Os seus advogados reagiram no dia seguinte, 23 de Novembro, por meio de requerimentos ao juiz da 3ª Secção da Sala dos Crimes Comuns do Tribunal de Comarca, à Juiza Presidente do Tribunal Constitucional (que nessa data tinha o processo consigo) e ainda por meio de “habeas corpus” para o Presidente do Tribunal da Comarca de Luanda, mas todos preferiram ignorar a ilegalidade: ou não respondem aos despachos nos prazos legais ou simplesmente deixam prosseguir o processo sem tomarem as medidas imediatas que se impõem
São Vicente encontra-se gravemente doente, tendo já sido acometido de graves crises hipertensivas que colocam em risco não só a sua saúde como a sua vida.
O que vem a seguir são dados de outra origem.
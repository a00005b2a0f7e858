//! Error types for the chat client.

use std::time::Duration;

use thiserror::Error;

/// Chat client error type.
#[derive(Error, Debug)]
pub enum ChatError {
    /// The submitted text was empty after trimming. Never shown to the user.
    #[error("Message is empty")]
    EmptyInput,

    /// The request could not be sent or the body could not be read.
    #[error("Network error: {0}")]
    Network(#[from] reqwest::Error),

    /// The server answered with a non-success status.
    #[error("HTTP error! status: {status}")]
    Http {
        /// HTTP status code.
        status: u16,
    },

    /// Invalid URL.
    #[error("Invalid URL: {0}")]
    InvalidUrl(#[from] url::ParseError),

    /// JSON serialization/deserialization error.
    #[error("JSON error: {0}")]
    Json(#[from] serde_json::Error),

    /// No bytes arrived on the response stream within the idle limit.
    #[error("No data received for {0:?}")]
    Timeout(Duration),

    /// The in-flight response was cancelled.
    #[error("Response stream cancelled")]
    Cancelled,

    /// A message is already being sent.
    #[error("A message is already being sent")]
    Busy,

    /// The operation needs a current chat session.
    #[error("No current chat session")]
    NoSession,

    /// The server answered but reported `success: false`.
    #[error("Request rejected: {0}")]
    Rejected(String),

    /// Local file access failed.
    #[error("I/O error: {0}")]
    Io(#[from] std::io::Error),
}

impl ChatError {
    /// Whether this error is rendered as an error bubble.
    #[must_use]
    pub fn is_surfaced(&self) -> bool {
        !matches!(self, Self::EmptyInput | Self::Cancelled | Self::Busy)
    }
}

/// Result type alias for chat client operations.
pub type Result<T> = std::result::Result<T, ChatError>;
Também os diversos apelos para ser colocado em liberdade por motivo do seu debilitado estado de saúde vêm sendo ignorados pelo tribunal.
A continuação da sua prisão para além do prazo de prisão preventiva constitui uma gravíssima violação das garantias fundamentais e dos direitos humanos mais elementares, colocando em causa o Estado Democrático de Direito proclamado na Constituição.
São Vicente sempre se tem declarado inocente mas o Estado já se apropriou do seu património imobiliário, desrespeitando outro princípio fundamental: o da presunção de inocência.